Bazel targets built against TensorFlow C++ API don't execute factory registration functions

I am encountering an issue that seems to be identical to the one described here: https://chromium.googlesource.com/external/github.com/tensorflow/tensorflow/+/v1.4.0/tensorflow/docs_src/mobile/linking_libs.md#global-constructor-magic

One of the subtlest problems you may run up against is the "No session factory registered for the given session options" error when trying to call TensorFlow from your own application. ... TensorFlow uses a registration pattern in a lot of places:

class RegisterMul {   public:    RegisterMul() {      global_kernel_registry()->Register("Mul", [](){        return new MulKernel()      });    }  };  RegisterMul g_register_mul;  

This sets up a class RegisterMul with a constructor that tells the global kernel registry what function to call when somebody asks it how to create a "Mul" kernel. Then there's a global object of that class, and so the constructor should be called at the start of any program.

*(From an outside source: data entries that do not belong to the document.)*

// modoya_storefront/src/pipelines/cart_pipeline.rs

use crate::errors::AppError;
use crate::pipelines::contexts::AddToCartCtxData;
use crate::state::AppState;
use modoya::{ContextData, Pipeline, PipelineControl, Workflows};
use std::sync::Arc;
use tracing::{info, warn};

pub fn register_add_to_cart_pipeline(workflows: &Arc<Workflows<AppError>>, _app_state: &AppState) {
  let mut p = Pipeline::<AddToCartCtxData, AppError>::new(&[
    ("validate_catalog_item", false, None),
    ("add_or_reset_cart_entry", false, None),
  ]);

  // Step 1: The item must exist in the catalog and carry a price.
  p.on_root("validate_catalog_item", |ctx_data: ContextData<AddToCartCtxData>| {
    Box::pin(async move {
      let (item_id, catalog) = {
        let guard = ctx_data.read();
        (guard.item_id, guard.app_state.catalog.clone())
      };

      let Some(item) = catalog.get(item_id) else {
        warn!("Add to Cart Pipeline: Item {} is not in the catalog.", item_id);
        return Err(AppError::NotFound(format!("Item with ID {} not found.", item_id)));
      };

      let listing = item.listing().map_err(|e| {
        warn!("Add to Cart Pipeline: Item {} cannot be priced: {}", item_id, e);
        AppError::NotFound(format!("Item with ID {} not found.", item_id))
      })?;

      info!("Add to Cart Pipeline: Item {} found in catalog.", item_id);
      ctx_data.write().series_for_response = Some(listing.series);
      Ok(PipelineControl::Continue)
    })
  });

  // Step 2: Insert, or reset to the default entry if already present.
  p.on_root("add_or_reset_cart_entry", |ctx_data: ContextData<AddToCartCtxData>| {
    Box::pin(async move {
      let (session_id, item_id, catalog, carts) = {
        let guard = ctx_data.read();
        (
          guard.session_id.clone(),
          guard.item_id,
          guard.app_state.catalog.clone(),
          guard.app_state.carts.clone(),
        )
      };

      let entry = carts
        .add(&session_id, &catalog, item_id)
        .map_err(AppError::from_domain)?;
      info!(
        "Add to Cart Pipeline: Session {} now has item {} as {} for {} months.",
        session_id, item_id, entry.order_type, entry.duration_months
      );
      ctx_data.write().cart_entry = Some(entry);
      Ok::<_, AppError>(PipelineControl::Continue)
    })
  });

  workflows.register_pipeline(p);
  info!("Add to Cart pipeline registered.");
}
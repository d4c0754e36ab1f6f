// modoya_storefront/src/web/handlers/checkout_handlers.rs

use actix_web::http::header;
use actix_web::{web, HttpResponse};
use modoya::{ContextData, OrderType, PipelineResult};
use serde_json::json;
use tracing::{info, instrument, warn};

use super::session_handlers::SessionId;
use crate::errors::AppError;
use crate::pipelines::contexts::CheckoutCtxData;
use crate::state::AppState;

pub const CART_LOCATION: &str = "/api/v1/cart";

#[instrument(
    name = "handler::checkout",
    skip(app_state, path),
    fields(session_id = %session.as_str(), order_type = %path.as_ref())
)]
pub async fn checkout_handler(
  app_state: web::Data<AppState>,
  path: web::Path<String>,
  session: SessionId,
) -> Result<HttpResponse, AppError> {
  let order_type: OrderType = path.parse().map_err(AppError::Validation)?;
  info!("Checkout attempt for session {} ({}).", session.as_str(), order_type);

  let ctx_data = ContextData::new(CheckoutCtxData::new(
    app_state.get_ref().clone(),
    session.0.clone(),
    order_type,
  ));

  match app_state.workflows.run(ctx_data.clone()).await {
    Ok(PipelineResult::Completed) => {
      let guard = ctx_data.read();
      let order = guard.order.as_ref().ok_or_else(|| {
        warn!(
          "Checkout pipeline completed for session {} but no order was recorded.",
          session.as_str()
        );
        AppError::Internal("Checkout completed, but order details are unavailable.".to_string())
      })?;

      Ok(HttpResponse::Ok().json(json!({
          "message": "Checkout successful.",
          "order": order,
          "remainingCartEntries": guard.remaining_entries,
      })))
    }
    Ok(PipelineResult::Stopped) => {
      // Nothing of this order type in the cart: back to the cart, no order.
      info!(
        "Checkout for session {} had no {} entries; redirecting to cart.",
        session.as_str(),
        order_type
      );
      Ok(HttpResponse::SeeOther()
        .insert_header((header::LOCATION, CART_LOCATION))
        .finish())
    }
    Err(app_err) => {
      warn!("Checkout pipeline failed for session {}: {:?}", session.as_str(), app_err);
      Err(app_err)
    }
  }
}
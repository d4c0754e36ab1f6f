// modoya/src/flow/context_data.rs
use parking_lot::{RwLock, RwLockReadGuard, RwLockWriteGuard};
use std::sync::Arc;

/// Shared, lockable pipeline state.
///
/// Cloning is cheap and every clone points at the same data. Guards returned
/// by [`read`](Self::read) and [`write`](Self::write) block, so they must be
/// dropped before the handler reaches an `.await`.
#[derive(Debug)]
pub struct ContextData<T: Send + Sync + 'static>(Arc<RwLock<T>>);

impl<T: Send + Sync + 'static> ContextData<T> {
  pub fn new(data: T) -> Self {
    ContextData(Arc::new(RwLock::new(data)))
  }

  pub fn read(&self) -> RwLockReadGuard<'_, T> {
    self.0.read()
  }

  pub fn write(&self) -> RwLockWriteGuard<'_, T> {
    self.0.write()
  }
}

impl<T: Send + Sync + 'static> Clone for ContextData<T> {
  fn clone(&self) -> Self {
    ContextData(Arc::clone(&self.0))
  }
}
// modoya/src/catalog/item.rs

use crate::error::{ModoyaError, ModoyaResult};
use crate::pricing::{self, PriceQuote};
use serde::{Deserialize, Serialize};
use std::path::PathBuf;

/// One sidecar record as it sits on disk.
///
/// Nothing is validated at load; absent keys stay `None` until something
/// needs them.
#[derive(Debug, Clone, Default, PartialEq, Serialize, Deserialize)]
pub struct ItemRecord {
  #[serde(default)]
  pub row_id: Option<u64>,
  #[serde(default)]
  pub category: Option<String>,
  #[serde(default)]
  pub series: Option<String>,
  #[serde(default)]
  pub style: Option<String>,
  #[serde(default)]
  pub material: Option<String>,
  #[serde(default)]
  pub color: Option<String>,
  #[serde(default)]
  pub location: Option<String>,
  #[serde(default)]
  pub season: Option<String>,
  // The image generator writes `file`; curated sidecars use `image_file`.
  #[serde(default, alias = "file")]
  pub image_file: Option<String>,
}

/// A catalog entry: its metadata plus the resolved image location.
#[derive(Debug, Clone, PartialEq)]
pub struct Item {
  pub metadata: ItemRecord,
  pub image_path: Option<PathBuf>,
}

/// An item ready for display, with its price quote attached.
#[derive(Debug, Clone, PartialEq, Serialize)]
#[serde(rename_all = "camelCase")]
pub struct ItemListing {
  pub id: u64,
  pub category: String,
  pub series: String,
  pub style: String,
  pub material: String,
  pub color: Option<String>,
  pub location: Option<String>,
  pub season: Option<String>,
  pub image_file: Option<String>,
  pub monthly_rent: u64,
  pub buyout_price: u64,
}

impl Item {
  pub fn new(metadata: ItemRecord, image_path: Option<PathBuf>) -> Self {
    Self { metadata, image_path }
  }

  pub fn id(&self) -> Option<u64> {
    self.metadata.row_id
  }

  pub fn category(&self) -> Option<&str> {
    self.metadata.category.as_deref()
  }

  pub fn style(&self) -> Option<&str> {
    self.metadata.style.as_deref()
  }

  pub fn material(&self) -> Option<&str> {
    self.metadata.material.as_deref()
  }

  pub fn color(&self) -> Option<&str> {
    self.metadata.color.as_deref()
  }

  pub fn season(&self) -> Option<&str> {
    self.metadata.season.as_deref()
  }

  /// File name of the image, without any directory the sidecar declared.
  pub fn image_file_name(&self) -> Option<String> {
    self
      .image_path
      .as_ref()
      .and_then(|p| p.file_name())
      .map(|name| name.to_string_lossy().into_owned())
  }

  fn label(&self) -> String {
    match (self.metadata.row_id, self.metadata.series.as_deref()) {
      (Some(id), _) => format!("#{}", id),
      (None, Some(series)) => format!("'{}'", series),
      (None, None) => "<unidentified>".to_string(),
    }
  }

  fn required<'a>(&self, value: Option<&'a str>, field: &'static str) -> ModoyaResult<&'a str> {
    value.ok_or_else(|| ModoyaError::MissingField {
      item: self.label(),
      field,
    })
  }

  pub fn quote(&self) -> PriceQuote {
    pricing::quote(self)
  }

  /// Builds the display form. Fails with `MissingField` when the item lacks
  /// something a listing or a price needs.
  pub fn listing(&self) -> ModoyaResult<ItemListing> {
    let id = self.metadata.row_id.ok_or_else(|| ModoyaError::MissingField {
      item: self.label(),
      field: "row_id",
    })?;
    let category = self.required(self.category(), "category")?;
    let series = self.required(self.metadata.series.as_deref(), "series")?;
    let style = self.required(self.style(), "style")?;
    let material = self.required(self.material(), "material")?;
    let quote = self.quote();

    Ok(ItemListing {
      id,
      category: category.to_string(),
      series: series.to_string(),
      style: style.to_string(),
      material: material.to_string(),
      color: self.metadata.color.clone(),
      location: self.metadata.location.clone(),
      season: self.metadata.season.clone(),
      image_file: self.image_file_name(),
      monthly_rent: quote.monthly_rent,
      buyout_price: quote.buyout_price,
    })
  }
}
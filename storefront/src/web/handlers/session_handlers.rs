// modoya_storefront/src/web/handlers/session_handlers.rs

use actix_web::{FromRequest, HttpRequest, HttpResponse};
use serde_json::json;
use tracing::{info, instrument, warn};
use uuid::Uuid;

use crate::errors::AppError;

pub const SESSION_HEADER: &str = "X-Session-ID";

// --- Extractor for the caller's session ---
// Carts are keyed by this id. Any UUID is accepted; the store creates an
// empty cart the first time it sees one.
#[derive(Debug, Clone, PartialEq, Eq)]
pub struct SessionId(pub String);

impl SessionId {
  pub fn as_str(&self) -> &str {
    &self.0
  }
}

impl FromRequest for SessionId {
  type Error = AppError;
  type Future = futures_util::future::Ready<Result<Self, Self::Error>>;

  fn from_request(req: &HttpRequest, _payload: &mut actix_web::dev::Payload) -> Self::Future {
    let parsed = req
      .headers()
      .get(SESSION_HEADER)
      .and_then(|value| value.to_str().ok())
      .and_then(|value| Uuid::parse_str(value.trim()).ok());

    match parsed {
      Some(session_uuid) => futures_util::future::ready(Ok(SessionId(session_uuid.to_string()))),
      None => {
        warn!("SessionId extractor: Missing or invalid {} header.", SESSION_HEADER);
        futures_util::future::ready(Err(AppError::Session(format!(
          "A session is required. Send a valid {} header (see POST /api/v1/session).",
          SESSION_HEADER
        ))))
      }
    }
  }
}

#[instrument(name = "handler::create_session")]
pub async fn create_session_handler() -> HttpResponse {
  let session_id = Uuid::new_v4();
  info!("New session issued: {}", session_id);
  HttpResponse::Created().json(json!({
      "message": "Session created.",
      "sessionId": session_id.to_string(),
      "header": SESSION_HEADER,
  }))
}
// modoya_storefront/src/web/handlers/catalog_handlers.rs

use actix_web::{web, HttpResponse};
use modoya::{filter_items, Catalog, FilterCriteria};
use serde_json::json;
use tracing::{info, instrument, warn};

use crate::errors::AppError;
use crate::state::AppState;

#[instrument(name = "handler::list_catalog", skip(app_state, query_params), fields(criteria = ?query_params.0))]
pub async fn list_catalog_handler(
  app_state: web::Data<AppState>,
  query_params: web::Query<FilterCriteria>,
) -> Result<HttpResponse, AppError> {
  let criteria = query_params.into_inner();
  let matches = filter_items(app_state.catalog.items(), &criteria);
  let items = Catalog::listings(matches);

  info!("Catalog listing: {} item(s) match.", items.len());

  Ok(HttpResponse::Ok().json(json!({
      "count": items.len(),
      "items": items,
  })))
}

#[instrument(name = "handler::catalog_options", skip(app_state))]
pub async fn catalog_options_handler(app_state: web::Data<AppState>) -> Result<HttpResponse, AppError> {
  Ok(HttpResponse::Ok().json(app_state.catalog.options()))
}

#[instrument(name = "handler::get_item", skip(app_state, path), fields(item_id = %path.as_ref()))]
pub async fn get_item_handler(
  app_state: web::Data<AppState>,
  path: web::Path<u64>,
) -> Result<HttpResponse, AppError> {
  let item_id = path.into_inner();

  let item = app_state.catalog.get(item_id).ok_or_else(|| {
    warn!("Item with ID {} not found.", item_id);
    AppError::NotFound(format!("Item with ID {} not found.", item_id))
  })?;

  // An item that cannot be priced is hidden from listings, so it is hidden here too.
  let listing = item.listing().map_err(|e| {
    warn!("Item {} cannot be displayed: {}", item_id, e);
    AppError::NotFound(format!("Item with ID {} not found.", item_id))
  })?;

  Ok(HttpResponse::Ok().json(json!({ "item": listing })))
}
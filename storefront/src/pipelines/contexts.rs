// modoya_storefront/src/pipelines/contexts.rs

//! Underlying data structs for the storefront pipelines.
//! Handlers receive these wrapped in `modoya::ContextData`.

use crate::state::AppState;
use modoya::{CartEntry, Order, OrderType, StyleImage, StyleMatch};

#[derive(Clone)]
pub struct AddToCartCtxData {
  pub app_state: AppState,
  pub session_id: String,
  pub item_id: u64,
  pub series_for_response: Option<String>,
  pub cart_entry: Option<CartEntry>,
}

impl AddToCartCtxData {
  pub fn new(app_state: AppState, session_id: String, item_id: u64) -> Self {
    Self {
      app_state,
      session_id,
      item_id,
      series_for_response: None,
      cart_entry: None,
    }
  }
}

#[derive(Clone)]
pub struct CheckoutCtxData {
  pub app_state: AppState,
  pub session_id: String,
  pub order_type: OrderType,
  // Lines that would be charged, as seen before settling.
  pub matching_line_count: usize,
  pub order: Option<Order>,
  pub remaining_entries: usize,
}

impl CheckoutCtxData {
  pub fn new(app_state: AppState, session_id: String, order_type: OrderType) -> Self {
    Self {
      app_state,
      session_id,
      order_type,
      matching_line_count: 0,
      order: None,
      remaining_entries: 0,
    }
  }
}

#[derive(Clone)]
pub struct StyleMatchCtxData {
  pub app_state: AppState,
  /// Base64 payloads as received, optionally in `data:` URL form.
  pub encoded_images: Vec<String>,
  pub images: Vec<StyleImage>,
  pub style_match: Option<StyleMatch>,
}

impl StyleMatchCtxData {
  pub fn new(app_state: AppState, encoded_images: Vec<String>) -> Self {
    Self {
      app_state,
      encoded_images,
      images: Vec::new(),
      style_match: None,
    }
  }
}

The global object that's defined is not used by any other code, so linkers not designed with this in mind will decide that it can be deleted. As a result, the constructor is never called, and the class is never registered.

The solution is to force the linker to not strip any code from the library, even if it believes it's unused. On iOS, this step can be accomplished with the -force_load flag, specifying a library path, and on Linux you need --whole-archive. These persuade the linker to not be as aggressive about stripping, and should retain the globals.

However, I'm having trouble turning "on Linux you need --whole-archive" into something that actually works. I am:

  • Compiling TensorFlow 2.2.2 from source into a python wheel
  • Using that wheel in another project built with bazel
  • Exposing that wheel's C++ API via a bazel target (see below)
  • Referencing that C++ API target from custom C++ code

I've tried adding:

alwayslink=True,  linkopts = ["-Wl,--whole-archive"],  

to the bazel targets for each of the my targets in the above list, and it has not made a difference. My target for the wheel is:

cc_library(      name = "c_api",      # This is the only .so or .so.* in the wheel      srcs=["//:tensorflow/libtensorflow_framework.so.2"],      hdrs = glob([          "tensorflow/include/**/*.h",          "tensorflow/include/**/*.inc",          "tensorflow/include/**/Eigen/**/*",      ]),      alwayslink=True,      linkopts = ["-Wl,--whole-archive"],      includes = [          "tensorflow/include",      ],      visibility = ["//visibility:public"],      deps = ["@zoox//third_party/cuda:cuda_libs"],  )  

And the actual end target that's failing:

cc_library(      name = "tensorflow_wrapper",      srcs = ["tensorflow_wrapper.cpp"],      hdrs = ["tensorflow_wrapper.h"],      tags = ["offline-only"],      deps = [          ":utils",          "//other/stuff:etc",          # This is the above target for the wheel          "@pypi__tensorflow_python3_deps//:c_api",      ],      alwayslink = 1,      linkopts = ["-Wl,--whole-archive"],  )  

The :c_api target is enough to get custom ops working, and the C++ code that's failing still compiles and runs, it just doesn't have the required factories registered, so fails when they'd be needed.

What do I need to change to have the registration pattern that TensorFlow uses actually execute?